* Work to be completed *
Produce an exact copy of the lines from the line containing "let a = Matrix::<i32>::identity(2);" through the last line of the entries below, and only those lines.

(Collected data entries)
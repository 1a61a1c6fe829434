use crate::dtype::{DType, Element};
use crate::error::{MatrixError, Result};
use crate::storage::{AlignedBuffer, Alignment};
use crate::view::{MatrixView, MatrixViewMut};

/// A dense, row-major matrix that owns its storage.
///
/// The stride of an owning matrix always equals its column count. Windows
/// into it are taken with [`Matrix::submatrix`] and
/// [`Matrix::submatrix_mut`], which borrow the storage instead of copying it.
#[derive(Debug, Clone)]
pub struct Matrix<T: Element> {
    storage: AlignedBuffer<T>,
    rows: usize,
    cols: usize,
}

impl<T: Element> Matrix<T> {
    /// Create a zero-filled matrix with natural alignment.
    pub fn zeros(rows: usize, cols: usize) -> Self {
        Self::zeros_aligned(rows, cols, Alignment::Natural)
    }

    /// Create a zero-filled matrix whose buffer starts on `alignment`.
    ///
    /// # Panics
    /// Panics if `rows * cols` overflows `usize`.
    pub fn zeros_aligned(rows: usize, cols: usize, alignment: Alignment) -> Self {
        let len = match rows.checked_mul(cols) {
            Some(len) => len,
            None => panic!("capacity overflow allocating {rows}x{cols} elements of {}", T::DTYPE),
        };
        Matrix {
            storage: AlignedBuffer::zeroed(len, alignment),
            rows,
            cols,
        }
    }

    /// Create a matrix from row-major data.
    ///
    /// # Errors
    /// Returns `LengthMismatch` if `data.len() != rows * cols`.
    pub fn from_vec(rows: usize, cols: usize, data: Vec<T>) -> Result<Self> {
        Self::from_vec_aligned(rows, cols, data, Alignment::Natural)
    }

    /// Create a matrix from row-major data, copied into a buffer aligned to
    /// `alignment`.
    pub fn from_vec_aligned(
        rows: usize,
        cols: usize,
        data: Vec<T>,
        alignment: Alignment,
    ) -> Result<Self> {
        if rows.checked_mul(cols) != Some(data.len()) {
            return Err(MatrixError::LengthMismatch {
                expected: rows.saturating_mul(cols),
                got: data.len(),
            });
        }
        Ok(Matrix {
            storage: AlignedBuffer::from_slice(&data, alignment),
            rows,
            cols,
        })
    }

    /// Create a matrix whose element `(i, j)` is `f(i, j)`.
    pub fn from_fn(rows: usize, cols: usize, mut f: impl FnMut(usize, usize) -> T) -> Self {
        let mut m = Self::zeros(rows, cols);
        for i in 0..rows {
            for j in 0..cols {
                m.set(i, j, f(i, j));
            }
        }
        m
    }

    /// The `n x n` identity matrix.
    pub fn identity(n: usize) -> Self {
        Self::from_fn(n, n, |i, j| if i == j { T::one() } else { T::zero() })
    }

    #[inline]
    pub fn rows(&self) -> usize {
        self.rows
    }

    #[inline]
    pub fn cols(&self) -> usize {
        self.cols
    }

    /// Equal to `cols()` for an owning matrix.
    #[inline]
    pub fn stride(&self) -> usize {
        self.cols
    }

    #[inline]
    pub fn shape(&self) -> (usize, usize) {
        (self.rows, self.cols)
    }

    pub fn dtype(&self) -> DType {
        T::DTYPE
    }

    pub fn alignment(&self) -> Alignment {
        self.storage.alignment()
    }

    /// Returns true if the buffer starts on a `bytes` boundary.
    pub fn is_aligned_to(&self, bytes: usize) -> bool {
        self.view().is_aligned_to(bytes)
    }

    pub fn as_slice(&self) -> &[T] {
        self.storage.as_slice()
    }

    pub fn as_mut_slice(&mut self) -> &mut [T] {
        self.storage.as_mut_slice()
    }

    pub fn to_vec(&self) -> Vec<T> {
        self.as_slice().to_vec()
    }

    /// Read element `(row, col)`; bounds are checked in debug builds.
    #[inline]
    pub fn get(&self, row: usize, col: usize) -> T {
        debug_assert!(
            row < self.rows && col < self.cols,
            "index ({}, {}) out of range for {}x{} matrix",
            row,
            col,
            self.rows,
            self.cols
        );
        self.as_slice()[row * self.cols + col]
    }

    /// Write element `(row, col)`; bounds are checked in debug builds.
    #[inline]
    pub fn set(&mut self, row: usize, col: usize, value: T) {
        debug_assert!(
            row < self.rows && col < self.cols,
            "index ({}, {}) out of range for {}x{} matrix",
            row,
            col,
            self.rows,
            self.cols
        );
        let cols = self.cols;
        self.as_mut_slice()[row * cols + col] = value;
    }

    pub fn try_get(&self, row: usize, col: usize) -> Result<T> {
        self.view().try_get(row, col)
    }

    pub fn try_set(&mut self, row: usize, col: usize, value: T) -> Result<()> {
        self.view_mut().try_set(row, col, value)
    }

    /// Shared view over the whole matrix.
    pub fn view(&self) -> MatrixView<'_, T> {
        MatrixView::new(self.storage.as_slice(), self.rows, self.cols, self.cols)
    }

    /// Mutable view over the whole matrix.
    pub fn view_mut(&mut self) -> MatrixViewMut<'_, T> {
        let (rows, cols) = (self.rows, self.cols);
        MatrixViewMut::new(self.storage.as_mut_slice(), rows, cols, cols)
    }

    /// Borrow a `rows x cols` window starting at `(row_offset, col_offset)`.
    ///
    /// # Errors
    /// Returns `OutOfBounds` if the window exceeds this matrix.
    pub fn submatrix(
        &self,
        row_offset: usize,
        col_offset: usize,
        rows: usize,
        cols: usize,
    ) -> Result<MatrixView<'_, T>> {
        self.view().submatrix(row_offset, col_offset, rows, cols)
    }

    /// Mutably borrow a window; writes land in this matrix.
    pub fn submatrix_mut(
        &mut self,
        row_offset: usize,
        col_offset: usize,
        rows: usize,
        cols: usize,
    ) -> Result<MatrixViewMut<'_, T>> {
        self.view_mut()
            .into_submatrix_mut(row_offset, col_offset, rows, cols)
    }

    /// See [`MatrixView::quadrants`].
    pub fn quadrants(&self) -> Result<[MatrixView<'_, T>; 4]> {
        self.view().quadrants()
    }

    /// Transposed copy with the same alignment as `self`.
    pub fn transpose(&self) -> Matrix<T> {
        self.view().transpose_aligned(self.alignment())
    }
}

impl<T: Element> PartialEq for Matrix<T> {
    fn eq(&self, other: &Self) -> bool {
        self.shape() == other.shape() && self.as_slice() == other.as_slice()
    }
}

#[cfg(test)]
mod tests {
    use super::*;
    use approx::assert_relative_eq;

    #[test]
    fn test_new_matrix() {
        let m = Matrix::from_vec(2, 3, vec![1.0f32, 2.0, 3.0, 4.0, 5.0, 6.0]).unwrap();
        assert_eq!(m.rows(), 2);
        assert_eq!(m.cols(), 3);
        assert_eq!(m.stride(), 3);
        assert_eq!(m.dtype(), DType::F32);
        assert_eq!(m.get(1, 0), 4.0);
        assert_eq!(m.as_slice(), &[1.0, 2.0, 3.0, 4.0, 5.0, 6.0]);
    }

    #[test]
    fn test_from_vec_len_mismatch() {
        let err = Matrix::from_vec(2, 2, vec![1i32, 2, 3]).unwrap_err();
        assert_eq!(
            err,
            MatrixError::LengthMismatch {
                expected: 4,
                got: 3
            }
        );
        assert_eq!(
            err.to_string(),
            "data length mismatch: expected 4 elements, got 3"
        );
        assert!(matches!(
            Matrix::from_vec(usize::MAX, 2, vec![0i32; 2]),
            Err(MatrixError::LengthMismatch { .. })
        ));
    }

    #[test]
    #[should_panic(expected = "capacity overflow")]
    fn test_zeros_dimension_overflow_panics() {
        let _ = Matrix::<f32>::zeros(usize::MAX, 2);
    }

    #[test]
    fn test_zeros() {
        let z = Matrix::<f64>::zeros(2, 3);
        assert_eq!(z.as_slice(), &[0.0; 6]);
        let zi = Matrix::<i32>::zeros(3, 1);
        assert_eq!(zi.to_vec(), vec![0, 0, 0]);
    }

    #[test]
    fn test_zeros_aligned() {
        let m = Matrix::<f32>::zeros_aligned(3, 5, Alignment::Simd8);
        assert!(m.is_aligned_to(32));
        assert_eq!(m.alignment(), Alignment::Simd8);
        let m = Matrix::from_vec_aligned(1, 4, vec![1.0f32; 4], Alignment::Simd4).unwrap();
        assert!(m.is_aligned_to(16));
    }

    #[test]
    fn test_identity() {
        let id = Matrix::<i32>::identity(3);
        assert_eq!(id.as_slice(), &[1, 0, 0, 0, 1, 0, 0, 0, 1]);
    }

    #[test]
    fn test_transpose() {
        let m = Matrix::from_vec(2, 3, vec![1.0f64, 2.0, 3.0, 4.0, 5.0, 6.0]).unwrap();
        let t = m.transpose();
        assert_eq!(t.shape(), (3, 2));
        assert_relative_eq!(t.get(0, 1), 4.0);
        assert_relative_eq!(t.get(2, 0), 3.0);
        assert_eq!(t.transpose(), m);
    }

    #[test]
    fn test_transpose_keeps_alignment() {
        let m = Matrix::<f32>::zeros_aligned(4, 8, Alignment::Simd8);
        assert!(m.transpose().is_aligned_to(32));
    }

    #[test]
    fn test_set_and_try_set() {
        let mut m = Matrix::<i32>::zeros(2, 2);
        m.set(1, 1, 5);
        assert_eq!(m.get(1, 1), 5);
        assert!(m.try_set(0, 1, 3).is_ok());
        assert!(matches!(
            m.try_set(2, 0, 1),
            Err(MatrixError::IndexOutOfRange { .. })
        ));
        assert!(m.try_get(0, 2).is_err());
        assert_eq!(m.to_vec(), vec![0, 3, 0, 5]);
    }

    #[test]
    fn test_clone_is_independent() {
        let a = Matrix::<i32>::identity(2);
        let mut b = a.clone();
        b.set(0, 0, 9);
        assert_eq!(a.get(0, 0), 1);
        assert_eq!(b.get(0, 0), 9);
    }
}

* Result of the task *
        let a = Matrix::<i32>::identity(2);
        let mut b = a.clone();
        b.set(0, 0, 9);
        assert_eq!(a.get(0, 0), 1);
        assert_eq!(b.get(0, 0), 9);
    }
}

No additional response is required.